Why AI Radiology Still Struggles at the Last Mile
A new look at radiology AI argues that detection is improving faster than clinical follow-through. The real bottleneck is not whether software can find abnormalities, but whether systems can ensure those findings lead to timely action.
Radiology AI has made impressive gains at the point of detection, but detection is only the first step in a much longer chain of care. If a model identifies a suspicious finding and that result never gets acted upon, the clinical value collapses. That gap — the last mile between algorithm output and patient outcome — is where many promising tools underperform.

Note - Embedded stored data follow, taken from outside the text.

//! Rule file compilation with gitignore-style pattern semantics

use glob::{MatchOptions, Pattern, PatternError};

/// Result of testing one path against a rule set.
///
/// At most one of the excluded/re-included states is active for a given
/// path; the last matching pattern in file order decides which.
#[derive(Debug, Clone, Copy, PartialEq, Eq)]
pub enum MatchStatus {
    /// The path matched an exclusion pattern
    Excluded,
    /// The path matched a `!` re-inclusion pattern
    Reincluded,
    /// No pattern in the rule set matched the path
    Unmatched,
}

/// Type of rule pattern
#[derive(Debug, Clone, Copy, PartialEq, Eq)]
enum PatternKind {
    /// Normal exclusion pattern
    Exclude,
    /// Re-inclusion pattern (starts with !)
    Reinclude,
}

/// A compiled pattern from one rule-file line
#[derive(Debug, Clone)]
struct CompiledPattern {
    /// Type of pattern
    kind: PatternKind,
    /// Glob alternatives; any match counts
    globs: Vec<Pattern>,
}

impl CompiledPattern {
    fn matches(&self, path: &str) -> bool {
        // `*` and `?` must not cross path separators; relativized paths
        // coming out of the stack fold depend on component boundaries.
        let options = MatchOptions {
            case_sensitive: true,
            require_literal_separator: true,
            require_literal_leading_dot: false,
        };
        self.globs.iter().any(|g| g.matches_with(path, options))
    }
}

/// Compiled matcher for the textual contents of one rule file.
///
/// Immutable once built. Paths handed to [`RuleSet::test`] must be relative
/// to the rule file's own directory and use forward-slash separators.
#[derive(Debug, Clone, Default)]
pub struct RuleSet {
    patterns: Vec<CompiledPattern>,
}

impl RuleSet {
    /// Compile the contents of a rule file.
    ///
    /// Blank lines and `#` comments are skipped. Unparsable lines are
    /// skipped with a warning, never fatal.
    pub fn compile(text: &str) -> Self {
        let mut patterns = Vec::new();

        for (line_num, line) in text.lines().enumerate() {
            match parse_line(line) {
                Ok(Some(pattern)) => patterns.push(pattern),
                Ok(None) => {}, // Empty line or comment
                Err(e) => {
                    tracing::warn!(
                        line = line_num + 1,
                        pattern = line,
                        error = %e,
                        "skipping unparsable ignore pattern"
                    );
                },
            }
        }

        Self { patterns }
    }

    /// Test a path against every pattern in file order.
    ///
    /// The last matching pattern wins, so a later `!important.tmp` can
    /// re-include what an earlier `*.tmp` excluded.
    pub fn test(&self, path: &str) -> MatchStatus {
        let mut status = MatchStatus::Unmatched;

        for pattern in &self.patterns {
            if pattern.matches(path) {
                status = match pattern.kind {
                    PatternKind::Exclude => MatchStatus::Excluded,
                    PatternKind::Reinclude => MatchStatus::Reincluded,
                };
            }
        }

        status
    }

    /// Whether the rule set holds no patterns at all
    pub fn is_empty(&self) -> bool {
        self.patterns.is_empty()
    }

    /// Number of compiled patterns
    pub fn len(&self) -> usize {
        self.patterns.len()
    }
}

/// Parse a single rule-file line into a compiled pattern
fn parse_line(line: &str) -> Result<Option<CompiledPattern>, PatternError> {
    let line = line.trim();

    // Skip empty lines and comments
    if line.is_empty() || line.starts_with('#') {
        return Ok(None);
    }

    let (kind, pattern_str) = match line.strip_prefix('!') {
        Some(rest) => (PatternKind::Reinclude, rest),
        None => (PatternKind::Exclude, line),
    };

    let pattern_str = pattern_str.trim();
    if pattern_str.is_empty() {
        return Ok(None);
    }

    // A trailing slash restricts the pattern to directories, which for
    // file-path matching means "everything beneath this name".
    let (directory_only, clean) = match pattern_str.strip_suffix('/') {
        Some(rest) => (true, rest),
        None => (false, pattern_str),
    };

    // A leading slash anchors without being part of the match text; any
    // other slash anchors too.
    let anchored = clean.starts_with('/') || clean.contains('/');
    let clean = clean.strip_prefix('/').unwrap_or(clean);
    if clean.is_empty() {
        return Ok(None);
    }

    let mut globs = Vec::new();
    for text in glob_candidates(clean, anchored, directory_only) {
        globs.push(Pattern::new(&text)?);
    }

    Ok(Some(CompiledPattern { kind, globs }))
}

/// Expand one pattern into the glob alternatives that reproduce its scope.
///
/// Unanchored patterns match at any depth; every pattern also swallows the
/// contents of a directory it names (`build/` must match `build/keep.txt`).
fn glob_candidates(clean: &str, anchored: bool, directory_only: bool) -> Vec<String> {
    let mut candidates = Vec::new();

    if anchored {
        if !directory_only {
            candidates.push(clean.to_string());
        }
        candidates.push(format!("{}/**", clean));
        // An explicit **/ prefix already floats the pattern; keep a
        // stripped variant so it also matches with zero leading components.
        if let Some(rest) = clean.strip_prefix("**/") {
            if !directory_only {
                candidates.push(rest.to_string());
            }
            candidates.push(format!("{}/**", rest));
        }
    } else {
        if !directory_only {
            candidates.push(clean.to_string());
            candidates.push(format!("**/{}", clean));
        }
        candidates.push(format!("{}/**", clean));
        candidates.push(format!("**/{}/**", clean));
    }

    candidates
}

#[cfg(test)]
mod tests {
    use super::*;

    #[test]
    fn test_basic_patterns() {
        let rules = RuleSet::compile("*.tmp\nbuild/\n");

        assert_eq!(rules.test("test.tmp"), MatchStatus::Excluded);
        assert_eq!(rules.test("test.txt"), MatchStatus::Unmatched);
        assert_eq!(rules.test("build/out.js"), MatchStatus::Excluded);
    }

    #[test]
    fn test_comments_and_blank_lines() {
        let rules = RuleSet::compile("# comment\n\n   \n*.log\n");

        assert_eq!(rules.len(), 1);
        assert_eq!(rules.test("app.log"), MatchStatus::Excluded);
    }

    #[test]
    fn test_reinclusion_last_match_wins() {
        let rules = RuleSet::compile("*.tmp\n!important.tmp\n");

        assert_eq!(rules.test("cache.tmp"), MatchStatus::Excluded);
        assert_eq!(rules.test("important.tmp"), MatchStatus::Reincluded);
    }

    #[test]
    fn test_exclusion_after_reinclusion_wins() {
        let rules = RuleSet::compile("!keep.log\n*.log\n");

        // File order decides; the broad pattern came last.
        assert_eq!(rules.test("keep.log"), MatchStatus::Excluded);
    }

    #[test]
    fn test_unanchored_matches_at_any_depth() {
        let rules = RuleSet::compile("*.log\nnode_cache\n");

        assert_eq!(rules.test("app.log"), MatchStatus::Excluded);
        assert_eq!(rules.test("sub/dir/app.log"), MatchStatus::Excluded);
        assert_eq!(rules.test("sub/node_cache/data.bin"), MatchStatus::Excluded);
    }

    #[test]
    fn test_anchored_patterns() {
        let rules = RuleSet::compile("/dist\nsrc/*.gen.js\n");

        assert_eq!(rules.test("dist"), MatchStatus::Excluded);
        assert_eq!(rules.test("dist/bundle.js"), MatchStatus::Excluded);
        assert_eq!(rules.test("sub/dist"), MatchStatus::Unmatched);
        assert_eq!(rules.test("src/api.gen.js"), MatchStatus::Excluded);
        assert_eq!(rules.test("other/api.gen.js"), MatchStatus::Unmatched);
    }

    #[test]
    fn test_directory_only_pattern() {
        let rules = RuleSet::compile("build/\n");

        assert_eq!(rules.test("build/keep.txt"), MatchStatus::Excluded);
        assert_eq!(rules.test("nested/build/out.js"), MatchStatus::Excluded);
        // A plain file named like the directory does not match.
        assert_eq!(rules.test("build"), MatchStatus::Unmatched);
    }

    #[test]
    fn test_star_does_not_cross_separators() {
        let rules = RuleSet::compile("/out/*.js\n");

        assert_eq!(rules.test("out/main.js"), MatchStatus::Excluded);
        assert_eq!(rules.test("out/sub/main.js"), MatchStatus::Unmatched);
    }

    #[test]
    fn test_double_star_prefix() {
        let rules = RuleSet::compile("**/cache/\n");

        assert_eq!(rules.test("cache/x"), MatchStatus::Excluded);
        assert_eq!(rules.test("deep/cache/x"), MatchStatus::Excluded);
    }

    #[test]
    fn test_malformed_pattern_is_skipped() {
        let rules = RuleSet::compile("[\n*.tmp\n");

        // The bad line is dropped, the rest still compiles.
        assert_eq!(rules.len(), 1);
        assert_eq!(rules.test("x.tmp"), MatchStatus::Excluded);
    }

    #[test]
    fn test_empty_rule_set() {
        let rules = RuleSet::compile("");

        assert!(rules.is_empty());
        assert_eq!(rules.test("anything"), MatchStatus::Unmatched);
    }
}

This is an important corrective to the industry’s usual emphasis on sensitivity and specificity. Those metrics matter, but they are not the same as real-world impact. Workflow handoffs, alert fatigue, follow-up scheduling, communication with ordering clinicians, and patient navigation all determine whether an image finding changes a diagnosis in time.
The article highlights a core problem in healthcare AI: we tend to validate what is easiest to measure, not what matters most. Vendors can demonstrate that a model sees something; health systems need proof that the finding triggers the right pathway at the right time. That requires operational redesign, not just software deployment.
The strongest AI products in radiology may therefore be the ones that behave less like standalone detection engines and more like coordination infrastructure. In other words, the market may increasingly reward tools that close workflow loops, not just tools that raise flags.